On 11 November 2014 17:45, Prarit Bhargava <prarit@xxxxxxxxxx> wrote:
the deadlock in commit 955ef4833574636819cd269cfbae12f79cbde63a
[ 75.471265] CPU0 CPU1
[ 75.476327] ---- ----
[ 75.481385] lock(&policy->rwsem);
[ 75.485307] lock(s_active#219);
[ 75.491857] lock(&policy->rwsem);
[ 75.498592] lock(s_active#219);
[ 75.502331]
[ 75.502331] *** DEADLOCK ***
I wanted to understand how this deadlock is prevented by a simple change
to trylock..
And also your changelog talks about accessing invalid pointers
without the trylock change, how can that be possible? After the read
lock is taken,
all the pointers should be valid.
consider the following very simple case:
the governor is ondemand. cpu 0 reads cpuinfo_cur_freq. cpu0 expects to get the
current cpu freq for the ondemand governor.
Name it A.
simultaneously, cpu1 changes the governor from ondemand to userspace.
Name it B.
the two threads will race for the policy->mutex
suppose cpu0 gets it first. then there is no problem. the userspace program
for cpu0 gets exactly the data it is expecting.
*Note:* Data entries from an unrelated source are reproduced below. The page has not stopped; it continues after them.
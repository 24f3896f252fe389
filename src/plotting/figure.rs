//! plotting::figure — line plots and the shared render/save pipeline.
//!
//! Purpose
//! -------
//! Draw named `(x, y)` series on one set of axes ([`plot_all`]) and provide
//! the machinery every figure in this module goes through: a [`Scene`] is
//! painted once into an in-memory SVG (returned in [`Figure`]) and, when
//! asked, a second time into `<output_folder>/<filename>.<ext>`.
//!
//! Key behaviors
//! -------------
//! - Series order is the sorted key list by default, or the caller's
//!   explicit key list; a key with no series is [`PlotError::MissingSeries`].
//! - `save = true` without a filename logs a warning and skips the file,
//!   it is not an error.
//! - [`PostProcess`] replaces free-form "call this plotting function"
//!   hooks with a closed set of axis tweaks.
//!
//! Conventions
//! -----------
//! - Sizes given in points are converted with `dpi / 72`, so text and line
//!   widths keep their proportions at any figure size.
//! - Logarithmic axes plot `log10` of the data; samples ≤ 0 are skipped.
use crate::{
    correlation::CorrelationFunction,
    plotting::{
        errors::{PlotError, PlotResult},
        style::{ImageFormat, PlotStyle, dpi_for, pixel_size_for, validate_size},
    },
};
use ndarray::Array1;
use plotters::{coord::Shift, prelude::*};
use serde::{Deserialize, Serialize};
use std::{
    fs,
    path::{Path, PathBuf},
};

/// Axis tweaks applied after the series are drawn.
#[derive(Debug, Clone, Copy, PartialEq, Eq, Hash, Serialize, Deserialize)]
#[serde(rename_all = "snake_case")]
pub enum PostProcess {
    LogX,
    LogY,
    /// Draw the minor grid in the style's minor-grid colour.
    MinorGrid,
    HideLegend,
}

/// One named curve.
#[derive(Debug, Clone, PartialEq, Serialize, Deserialize)]
pub struct Series {
    name: String,
    x: Array1<f64>,
    y: Array1<f64>,
}

impl Series {
    /// Errors
    /// ------
    /// - `PlotError::SeriesLengthMismatch` if `x` and `y` differ in length.
    pub fn new(name: impl Into<String>, x: Array1<f64>, y: Array1<f64>) -> PlotResult<Self> {
        let name = name.into();
        if x.len() != y.len() {
            let (x_len, y_len) = (x.len(), y.len());
            return Err(PlotError::SeriesLengthMismatch { key: name, x_len, y_len });
        }
        Ok(Series { name, x, y })
    }

    /// The averaged curve of `function` against `time`.
    pub fn from_function(function: &CorrelationFunction, time: Array1<f64>) -> PlotResult<Self> {
        Series::new(function.name(), time, function.average().clone())
    }

    pub fn name(&self) -> &str {
        &self.name
    }

    pub fn x(&self) -> &Array1<f64> {
        &self.x
    }

    pub fn y(&self) -> &Array1<f64> {
        &self.y
    }
}

/// Options for [`plot_all`].
///
/// Defaults: sorted keys, automatic limits, no labels, not saved, SVG.
#[derive(Debug, Clone, PartialEq, Serialize, Deserialize)]
pub struct LinePlot {
    /// Sort the key list before drawing.
    pub keys_sorted: bool,
    /// Subset and order of series to draw; `None` draws all.
    pub keys: Option<Vec<String>>,
    pub xlim: Option<(f64, f64)>,
    pub ylim: Option<(f64, f64)>,
    pub x_label: String,
    pub y_label: String,
    pub title: String,
    pub filename: Option<String>,
    pub save: bool,
    pub format: ImageFormat,
    pub post: Vec<PostProcess>,
}

impl Default for LinePlot {
    fn default() -> Self {
        LinePlot {
            keys_sorted: true,
            keys: None,
            xlim: None,
            ylim: None,
            x_label: String::new(),
            y_label: String::new(),
            title: String::new(),
            filename: None,
            save: false,
            format: ImageFormat::default(),
            post: Vec::new(),
        }
    }
}

impl LinePlot {
    pub fn new() -> Self {
        Self::default()
    }

    pub fn with_labels(mut self, x_label: impl Into<String>, y_label: impl Into<String>) -> Self {
        self.x_label = x_label.into();
        self.y_label = y_label.into();
        self
    }

    pub fn with_title(mut self, title: impl Into<String>) -> Self {
        self.title = title.into();
        self
    }

    pub fn with_post(mut self, post: PostProcess) -> Self {
        self.post.push(post);
        self
    }

    /// Save to `filename` in `format` once rendered.
    pub fn saved_as(mut self, filename: impl Into<String>, format: ImageFormat) -> Self {
        self.filename = Some(filename.into());
        self.format = format;
        self.save = true;
        self
    }

    fn has(&self, post: PostProcess) -> bool {
        self.post.contains(&post)
    }
}

/// A rendered figure.
#[derive(Debug, Clone, PartialEq)]
pub struct Figure {
    svg: String,
    saved_to: Option<PathBuf>,
    pixel_size: (u32, u32),
}

impl Figure {
    /// SVG document of the figure.
    pub fn svg(&self) -> &str {
        &self.svg
    }

    /// File written by the call, if any.
    pub fn saved_to(&self) -> Option<&Path> {
        self.saved_to.as_deref()
    }

    pub fn pixel_size(&self) -> (u32, u32) {
        self.pixel_size
    }
}

/// Draw every selected series of `series` on one set of axes.
///
/// Parameters
/// ----------
/// - `series`: `&[Series]`
///   Curves in caller order; names are the lookup keys.
/// - `opts`: `&LinePlot`
///   Key selection, limits, labels, post-processing and saving.
/// - `style`: `&PlotStyle`
///   Theme, palette, figure size and output folder.
///
/// Returns
/// -------
/// [`Figure`] holding the SVG and the saved path when a file was written.
///
/// Errors
/// ------
/// - `PlotError::MissingSeries` for a key with no series.
/// - `PlotError::EmptyFigure` when no key is selected or no finite sample
///   remains to set automatic limits.
/// - `PlotError::InvalidLimits` for reversed or non-finite limits, or
///   limits ≤ 0 on a logarithmic axis.
/// - `PlotError::Render` / `PlotError::Io` from the backend or the file
///   system.
pub fn plot_all(series: &[Series], opts: &LinePlot, style: &PlotStyle) -> PlotResult<Figure> {
    let selected = ordered(series, opts)?;
    let (log_x, log_y) = (opts.has(PostProcess::LogX), opts.has(PostProcess::LogY));
    let lines: Vec<(String, Vec<(f64, f64)>)> = selected
        .iter()
        .map(|s| {
            let points = s
                .x
                .iter()
                .zip(s.y.iter())
                .filter_map(|(&x, &y)| Some((to_axis(x, log_x)?, to_axis(y, log_y)?)))
                .collect();
            (s.name.clone(), points)
        })
        .collect();

    let xs = lines.iter().flat_map(|(_, p)| p.iter().map(|q| q.0));
    let x_range = axis_range(xs, opts.xlim, log_x)?;
    let ys = lines.iter().flat_map(|(_, p)| p.iter().map(|q| q.1));
    let y_range = axis_range(ys, opts.ylim, log_y)?;
    tracing::debug!(n_series = lines.len(), ?x_range, ?y_range, "line plot");

    let scene = LineScene { lines, opts, x_range, y_range };
    let target = save_target(opts.save, opts.filename.as_deref(), opts.format);
    render(&scene, style, style.figure_size(), target)
}

/// Diffusion coefficient against temperature, one curve per system.
///
/// Curves keep the caller's order. Empty labels and title in `opts` are
/// filled with the temperature / `1e-5 cm^2/s` axis names used by
/// `gmx msd` logs; everything else behaves as in [`plot_all`].
pub fn plot_diffusion(
    series: &[Series], opts: &LinePlot, style: &PlotStyle,
) -> PlotResult<Figure> {
    let mut opts = LinePlot { keys_sorted: false, ..opts.clone() };
    if opts.x_label.is_empty() {
        opts.x_label = "Temperature (K)".into();
    }
    if opts.y_label.is_empty() {
        opts.y_label = "Diffusion Coefficient 1e-5 cm^2/s".into();
    }
    if opts.title.is_empty() {
        opts.title = "Diffusion Coef vs Temperature".into();
    }
    plot_all(series, &opts, style)
}

// ---- Shared rendering pipeline ----

/// Something that can paint itself on any `plotters` backend.
pub(crate) trait Scene {
    fn draw<DB: DrawingBackend>(
        &self, root: &DrawingArea<DB, Shift>, style: &PlotStyle, scale: f64,
    ) -> PlotResult<()>;
}

/// Paint `scene` into an SVG string and optionally save it.
pub(crate) fn render<S: Scene>(
    scene: &S, style: &PlotStyle, figure_size: (f64, f64), save: Option<(&str, ImageFormat)>,
) -> PlotResult<Figure> {
    validate_size(figure_size)?;
    let pixel_size = pixel_size_for(figure_size);
    let scale = dpi_for(figure_size) / 72.0;

    let mut svg = String::new();
    {
        let root = SVGBackend::with_string(&mut svg, pixel_size).into_drawing_area();
        paint(scene, &root, style, scale)?;
    }

    let saved_to = match save {
        Some((filename, format)) => {
            let path = style.save_path(filename, format);
            if let Some(parent) = path.parent() {
                fs::create_dir_all(parent).map_err(|e| io_error(parent, e))?;
            }
            match format {
                ImageFormat::Svg => fs::write(&path, &svg).map_err(|e| io_error(&path, e))?,
                ImageFormat::Png => {
                    let root = BitMapBackend::new(&path, pixel_size).into_drawing_area();
                    paint(scene, &root, style, scale)?;
                }
            }
            tracing::info!(path = %path.display(), dpi = dpi_for(figure_size), "figure saved");
            Some(path)
        }
        None => None,
    };
    Ok(Figure { svg, saved_to, pixel_size })
}

/// `Some((filename, format))` when a file should be written.
pub(crate) fn save_target(
    save: bool, filename: Option<&str>, format: ImageFormat,
) -> Option<(&str, ImageFormat)> {
    match (save, filename) {
        (true, Some(name)) => Some((name, format)),
        (true, None) => {
            tracing::warn!("To save, you must specify file name");
            None
        }
        (false, _) => None,
    }
}

/// Text style of `points` size in the style's text colour.
pub(crate) fn font(style: &PlotStyle, points: f64, scale: f64) -> TextStyle<'static> {
    ("sans-serif", points * scale).into_font().color(&RGBColor::from(style.text_color()))
}

/// Pixel width of a `points`-wide line, at least one pixel.
pub(crate) fn stroke(points: f64, scale: f64) -> u32 {
    (points * scale).round().max(1.0) as u32
}

/// Axis interval from explicit limits or padded data extent.
pub(crate) fn axis_range<I>(
    values: I, lim: Option<(f64, f64)>, log: bool,
) -> PlotResult<(f64, f64)>
where
    I: IntoIterator<Item = f64>,
{
    if let Some((min, max)) = lim {
        if !(min.is_finite() && max.is_finite() && min < max) || (log && min <= 0.0) {
            return Err(PlotError::InvalidLimits { min, max });
        }
        return Ok(if log { (min.log10(), max.log10()) } else { (min, max) });
    }
    let (lo, hi) = values
        .into_iter()
        .fold(None, |acc: Option<(f64, f64)>, v| match acc {
            Some((lo, hi)) => Some((lo.min(v), hi.max(v))),
            None => Some((v, v)),
        })
        .ok_or(PlotError::EmptyFigure)?;
    let pad = if hi > lo { 0.05 * (hi - lo) } else { (0.05 * lo.abs()).max(0.5) };
    Ok((lo - pad, hi + pad))
}

fn paint<S: Scene, DB: DrawingBackend>(
    scene: &S, root: &DrawingArea<DB, Shift>, style: &PlotStyle, scale: f64,
) -> PlotResult<()> {
    root.fill(&RGBColor::from(style.face_color()))?;
    scene.draw(root, style, scale)?;
    root.present()?;
    Ok(())
}

fn io_error(path: &Path, err: std::io::Error) -> PlotError {
    PlotError::Io { path: path.display().to_string(), message: err.to_string() }
}

// ---- Line plot ----

fn ordered<'a>(series: &'a [Series], opts: &LinePlot) -> PlotResult<Vec<&'a Series>> {
    let mut names: Vec<&str> = match &opts.keys {
        Some(keys) => keys.iter().map(String::as_str).collect(),
        None => series.iter().map(Series::name).collect(),
    };
    if opts.keys_sorted {
        names.sort_unstable();
    }
    if names.is_empty() {
        return Err(PlotError::EmptyFigure);
    }
    names
        .into_iter()
        .map(|name| {
            series
                .iter()
                .find(|s| s.name == name)
                .ok_or_else(|| PlotError::MissingSeries { key: name.to_owned() })
        })
        .collect()
}

fn to_axis(v: f64, log: bool) -> Option<f64> {
    match (log, v.is_finite()) {
        (_, false) => None,
        (true, true) if v <= 0.0 => None,
        (true, true) => Some(v.log10()),
        (false, true) => Some(v),
    }
}

struct LineScene<'a> {
    lines: Vec<(String, Vec<(f64, f64)>)>,
    opts: &'a LinePlot,
    x_range: (f64, f64),
    y_range: (f64, f64),
}

impl Scene for LineScene<'_> {
    fn draw<DB: DrawingBackend>(
        &self, root: &DrawingArea<DB, Shift>, style: &PlotStyle, scale: f64,
    ) -> PlotResult<()> {
        let text = RGBColor::from(style.text_color());
        let width = stroke(1.5, scale);
        let log_label = |v: &f64| format!("{:.1e}", 10f64.powf(*v));

        let mut builder = ChartBuilder::on(root);
        builder
            .margin((8.0 * scale) as u32)
            .x_label_area_size((30.0 * scale) as u32)
            .y_label_area_size((45.0 * scale) as u32);
        if !self.opts.title.is_empty() {
            builder.caption(&self.opts.title, font(style, 14.0, scale));
        }
        let mut chart = builder.build_cartesian_2d(
            self.x_range.0..self.x_range.1,
            self.y_range.0..self.y_range.1,
        )?;
        chart.plotting_area().fill(&RGBColor::from(style.axes_color()))?;

        let mut mesh = chart.configure_mesh();
        mesh.x_desc(self.opts.x_label.as_str())
            .y_desc(self.opts.y_label.as_str())
            .label_style(font(style, 11.0, scale))
            .axis_desc_style(font(style, 12.0, scale))
            .axis_style(text)
            .bold_line_style(RGBColor::from(style.grid_color()).stroke_width(stroke(0.8, scale)));
        if self.opts.has(PostProcess::MinorGrid) {
            mesh.light_line_style(RGBColor::from(style.minor_grid_color()));
        } else {
            mesh.light_line_style(TRANSPARENT);
        }
        if self.opts.has(PostProcess::LogX) {
            mesh.x_label_formatter(&log_label);
        }
        if self.opts.has(PostProcess::LogY) {
            mesh.y_label_formatter(&log_label);
        }
        mesh.draw()?;

        let legend_len = (20.0 * scale) as i32;
        for (i, (name, points)) in self.lines.iter().enumerate() {
            let color = RGBColor::from(style.palette().color(i));
            chart
                .draw_series(LineSeries::new(points.iter().copied(), color.stroke_width(width)))?
                .label(name.as_str())
                .legend(move |(x, y)| {
                    PathElement::new(vec![(x, y), (x + legend_len, y)], color.stroke_width(width))
                });
        }

        if !self.opts.has(PostProcess::HideLegend) {
            chart
                .configure_series_labels()
                .position(SeriesLabelPosition::UpperRight)
                .background_style(RGBColor::from(style.axes_color()).mix(0.8))
                .border_style(text)
                .label_font(font(style, 11.0, scale))
                .draw()?;
        }
        Ok(())
    }
}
Now suppose cpu1 gets the lock and starts to write ... cpu0 is blocked.
cpu1 completes the governor change, and cpu0 gets the mutex ... and returns
bogus data at this point.
What do you mean by bogus here? That userspace wouldn't be able to know if
the value is for which governor?
If that's the case than it can still happen. Issue both above commands at almost
the same time. You will never be able to differentiate if the sequence is:
- A followed by B
- B followed by A
- A waited for B and so returned -EBUSY (Only this will be clear)
And the value read can still be bogus. So, we haven't solved the problem at all.